The training is being conducted virtually, a couple of times a week, by CDP instructors using curriculum the center developed to be part of its library of expeditionary training course offerings. Those offerings are generally modules of complete CDP courses geared toward organizations and responders with a need for specific aspects of CDP course material but which don’t have the time to attend or host complete CDP courses.
The students are all in their third or fourth years at UAB’s medical school.

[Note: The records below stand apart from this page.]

use crate::core::energy_balance::{self_sufficiency, EnergyBalance};
use crate::core::pv_system::PVSystemSpec;
use crate::errors::BipvError;
use crate::input::{FinancialInput, ObjectiveWeights};
use fsum::FSum;
use itertools::Itertools;
use serde::{Deserialize, Serialize};
use std::collections::HashSet;
use tracing::debug;

/// Payback period reported for an investment that never recovers its cost, in years
pub const NEVER_PAYS_BACK: f64 = 999.;

pub const ALL_SYSTEMS_ID: &str = "all-systems";
pub const SOUTH_FACING_ID: &str = "south-facing";

#[derive(Clone, Debug, Deserialize, PartialEq, Serialize)]
pub struct OptimizationConfiguration {
    pub id: String,
    pub label: String,
    /// element ids of the systems making up this configuration
    pub system_ids: Vec<String>,
    pub total_power_kw: f64,
    pub total_cost: f64,
    /// kWh/year
    pub annual_energy_kwh: f64,
    /// %
    pub energy_independence: f64,
    pub annual_savings: f64,
    pub npv: f64,
    /// years, or [`NEVER_PAYS_BACK`]
    pub payback_years: f64,
    pub overall_score: f64,
    /// 1 for the best scoring configuration
    pub rank: usize,
}

pub fn never_pays_back(payback_years: f64) -> bool {
    payback_years >= NEVER_PAYS_BACK
}

/// Simple payback: cost over annual savings
pub fn simple_payback(total_cost: f64, annual_savings: f64) -> f64 {
    if annual_savings <= 0. {
        NEVER_PAYS_BACK
    } else {
        total_cost / annual_savings
    }
}

/// Net present value of a level annual saving over a number of years
pub fn level_npv(total_cost: f64, annual_savings: f64, lifetime_years: u32, discount_rate: f64) -> f64 {
    let discounted = FSum::with_all(
        (1..=lifetime_years).map(|year| annual_savings / (1. + discount_rate).powi(year as i32)),
    )
    .value();

    discounted - total_cost
}

struct Candidate<'a> {
    id: String,
    label: String,
    systems: Vec<&'a PVSystemSpec>,
}

/// The fixed set of candidates: each system on its own, all systems together, then the
/// south-facing subset. Empty candidates and those repeating an earlier system set are dropped.
fn candidates(systems: &[PVSystemSpec]) -> Vec<Candidate<'_>> {
    let singles = systems.iter().map(|system| Candidate {
        id: format!("single-{}", system.element_id),
        label: format!("{} only", system.element_id),
        systems: vec![system],
    });
    let all = Candidate {
        id: ALL_SYSTEMS_ID.to_string(),
        label: "All systems".to_string(),
        systems: systems.iter().collect(),
    };
    let south = Candidate {
        id: SOUTH_FACING_ID.to_string(),
        label: "South-facing systems".to_string(),
        systems: systems
            .iter()
            .filter(|system| system.orientation.is_south_facing())
            .collect(),
    };

    let mut seen: HashSet<Vec<String>> = HashSet::new();
    singles
        .chain([all, south])
        .filter(|candidate| !candidate.systems.is_empty())
        .filter(|candidate| {
            let key = candidate
                .systems
                .iter()
                .map(|system| system.element_id.clone())
                .sorted()
                .collect();
            let is_new = seen.insert(key);
            if !is_new {
                debug!(candidate = %candidate.id, "dropping duplicate configuration");
            }
            is_new
        })
        .collect()
}

#[derive(Clone, Copy, Debug)]
pub struct ConfigurationScorer {
    energy_weight: f64,
    financial_weight: f64,
    electricity_rate: f64,
    lifetime_years: u32,
    discount_rate: f64,
}

impl ConfigurationScorer {
    pub fn new(
        weights: &ObjectiveWeights,
        electricity_rate: f64,
        lifetime_years: u32,
        discount_rate: f64,
    ) -> Result<Self, BipvError> {
        let (energy_weight, financial_weight) = weights.normalised()?;

        Ok(Self {
            energy_weight,
            financial_weight,
            electricity_rate,
            lifetime_years,
            discount_rate,
        })
    }

    pub fn from_input(
        weights: &ObjectiveWeights,
        financial: &FinancialInput,
    ) -> Result<Self, BipvError> {
        Self::new(
            weights,
            financial.electricity_rate,
            financial.lifetime_years,
            financial.discount_rate,
        )
    }

    /// Score and rank the candidate configurations, best first.
    pub fn score_configurations(
        &self,
        systems: &[PVSystemSpec],
        balance: &EnergyBalance,
    ) -> Vec<OptimizationConfiguration> {
        let mut configurations = candidates(systems)
            .into_iter()
            .map(|candidate| self.evaluate_candidate(candidate, balance.annual_demand))
            .collect::<Vec<_>>();

        let max_npv = configurations
            .iter()
            .map(|configuration| configuration.npv)
            .fold(f64::NEG_INFINITY, f64::max);

        for configuration in configurations.iter_mut() {
            let financial_score = if max_npv > 0. {
                configuration.npv / max_npv
            } else {
                0.
            };
            configuration.overall_score = self.energy_weight
                * (configuration.energy_independence / 100.)
                + self.financial_weight * financial_score;
        }

        // sort_by is stable, so ties keep candidate order
        configurations.sort_by(|a, b| b.overall_score.total_cmp(&a.overall_score));
        for (idx, configuration) in configurations.iter_mut().enumerate() {
            configuration.rank = idx + 1;
        }

        configurations
    }

    fn evaluate_candidate(&self, candidate: Candidate, annual_demand: f64) -> OptimizationConfiguration {
        let total_power_kw = FSum::with_all(candidate.systems.iter().map(|s| s.system_power_kw)).value();
        let total_cost = FSum::with_all(candidate.systems.iter().map(|s| s.total_cost)).value();
        let annual_energy_kwh =
            FSum::with_all(candidate.systems.iter().map(|s| s.annual_energy_kwh)).value();
        let annual_savings = annual_energy_kwh * self.electricity_rate;

        OptimizationConfiguration {
            system_ids: candidate
                .systems
                .iter()
                .map(|system| system.element_id.clone())
                .collect(),
            id: candidate.id,
            label: candidate.label,
            total_power_kw,
            total_cost,
            annual_energy_kwh,
            energy_independence: self_sufficiency(annual_energy_kwh, annual_demand),
            annual_savings,
            npv: level_npv(
                total_cost,
                annual_savings,
                self.lifetime_years,
                self.discount_rate,
            ),
            payback_years: simple_payback(total_cost, annual_savings),
            overall_score: 0.,
            rank: 0,
        }
    }
}

#[cfg(test)]
mod tests {
    use super::*;
    use crate::core::building_element::{ElementType, Orientation};
    use crate::core::energy_balance::balance;
    use approx::assert_relative_eq;
    use pretty_assertions::assert_eq;
    use rstest::*;

    fn system(id: &str, orientation: Orientation, cost: f64, energy: f64) -> PVSystemSpec {
        PVSystemSpec {
            element_id: id.to_string(),
            element_type: ElementType::Facade,
            orientation,
            panel: "mono".to_string(),
            panel_count: 10,
            covered_area: 20.,
            system_power_kw: 4.,
            annual_energy_kwh: energy,
            specific_yield: energy / 4.,
            panel_cost: cost / 2.,
            installation_cost: cost / 2.,
            total_cost: cost,
        }
    }

    #[fixture]
    fn systems() -> Vec<PVSystemSpec> {
        vec![
            system("S", Orientation::South, 10000., 5000.),
            system("E", Orientation::East, 8000., 3000.),
        ]
    }

    #[fixture]
    fn scorer() -> ConfigurationScorer {
        ConfigurationScorer::new(
            &ObjectiveWeights {
                energy_weight: 0.5,
                financial_weight: 0.5,
            },
            0.25,
            25,
            0.05,
        )
        .unwrap()
    }

    fn demand_of(annual: f64) -> EnergyBalance {
        balance(&[annual / 12.; 12], &[], &[1.; 12])
    }

    #[rstest]
    fn should_calculate_level_npv() {
        assert_relative_eq!(level_npv(10000., 1250., 25, 0.05), 7617.43, max_relative = 1e-5);
        assert_relative_eq!(level_npv(1000., 100., 10, 0.), 0., epsilon = 1e-9);
    }

    #[rstest]
    #[case(10000., 1250., 8.)]
    #[case(10000., 0., NEVER_PAYS_BACK)]
    #[case(10000., -5., NEVER_PAYS_BACK)]
    fn should_calculate_simple_payback(
        #[case] cost: f64,
        #[case] savings: f64,
        #[case] expected: f64,
    ) {
        assert_eq!(simple_payback(cost, savings), expected);
    }

    #[rstest]
    fn should_enumerate_and_rank_candidates(systems: Vec<PVSystemSpec>, scorer: ConfigurationScorer) {
        let configurations = scorer.score_configurations(&systems, &demand_of(20000.));

        // the south-facing subset repeats "S only" so is dropped
        let ids = configurations
            .iter()
            .map(|configuration| configuration.id.as_str())
            .collect::<Vec<_>>();
        assert_eq!(ids, vec![ALL_SYSTEMS_ID, "single-S", "single-E"]);
        assert_eq!(
            configurations.iter().map(|c| c.rank).collect::<Vec<_>>(),
            vec![1, 2, 3]
        );

        let all = &configurations[0];
        assert_eq!(all.system_ids, vec!["S", "E"]);
        assert_relative_eq!(all.energy_independence, 40., max_relative = 1e-12);
        assert_relative_eq!(all.npv, 10187.9, max_relative = 1e-4);
        assert_relative_eq!(all.overall_score, 0.7, max_relative = 1e-12);
        assert_relative_eq!(configurations[1].overall_score, 0.4988, max_relative = 1e-3);
        assert_relative_eq!(configurations[2].overall_score, 0.2011, max_relative = 1e-3);
        assert_relative_eq!(configurations[1].payback_years, 8.);
    }

    #[rstest]
    fn should_keep_south_subset_when_distinct(scorer: ConfigurationScorer) {
        let systems = vec![
            system("S", Orientation::South, 10000., 5000.),
            system("SW", Orientation::Southwest, 9000., 4000.),
            system("W", Orientation::West, 8000., 3000.),
        ];
        let configurations = scorer.score_configurations(&systems, &demand_of(20000.));

        assert_eq!(configurations.len(), 5);
        let south = configurations
            .iter()
            .find(|configuration| configuration.id == SOUTH_FACING_ID)
            .unwrap();
        assert_eq!(south.system_ids, vec!["S", "SW"]);
    }

    #[rstest]
    fn should_collapse_single_system_to_one_candidate(scorer: ConfigurationScorer) {
        let systems = vec![system("S", Orientation::South, 10000., 5000.)];
        let configurations = scorer.score_configurations(&systems, &demand_of(20000.));

        assert_eq!(configurations.len(), 1);
        assert_eq!(configurations[0].id, "single-S");
        assert_eq!(configurations[0].rank, 1);
    }

    #[rstest]
    fn should_produce_no_candidates_without_systems(scorer: ConfigurationScorer) {
        assert!(scorer
            .score_configurations(&[], &demand_of(20000.))
            .is_empty());
    }

    #[rstest]
    fn should_drop_financial_term_when_no_candidate_has_positive_npv(
        systems: Vec<PVSystemSpec>,
    ) {
        let scorer = ConfigurationScorer::new(&ObjectiveWeights::default(), 0.01, 25, 0.05).unwrap();
        let configurations = scorer.score_configurations(&systems, &demand_of(20000.));

        for configuration in &configurations {
            assert!(configuration.npv < 0.);
            assert_relative_eq!(
                configuration.overall_score,
                0.5 * configuration.energy_independence / 100.
            );
        }
    }

    #[rstest]
    fn should_normalise_weights(systems: Vec<PVSystemSpec>) {
        let scorer = ConfigurationScorer::new(
            &ObjectiveWeights {
                energy_weight: 2.,
                financial_weight: 0.,
            },
            0.25,
            25,
            0.05,
        )
        .unwrap();
        let configurations = scorer.score_configurations(&systems, &demand_of(20000.));

        assert_relative_eq!(configurations[0].overall_score, 0.4, max_relative = 1e-12);
    }

    #[rstest]
    fn should_reject_zero_weights() {
        assert!(ConfigurationScorer::new(
            &ObjectiveWeights {
                energy_weight: 0.,
                financial_weight: 0.,
            },
            0.25,
            25,
            0.05
        )
        .is_err());
    }
}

The CDP will teach the responders-in-training a total of six modules. It will teach the first three modules – Crisis Standards of Care and Treatment Decision-Making, Mass Casualty Triage, and Emergency Medical Response Awareness – between now and May 22. It will then teach the next three modules – Healthcare Facility Preparedness; Federal, State, and Local Roles in Medical Emergency Response; and Health Sector Emergency Preparedness – from June 1-19.
Most of the training sessions are from 90 minutes to two hours long, with the exception of the Emergency Medical Response Awareness and Health Sector Emergency Preparedness modules, which each span about 8 hours.
If this proves to be successful, CDP officials say they’ll likely extend this training to other medical schools.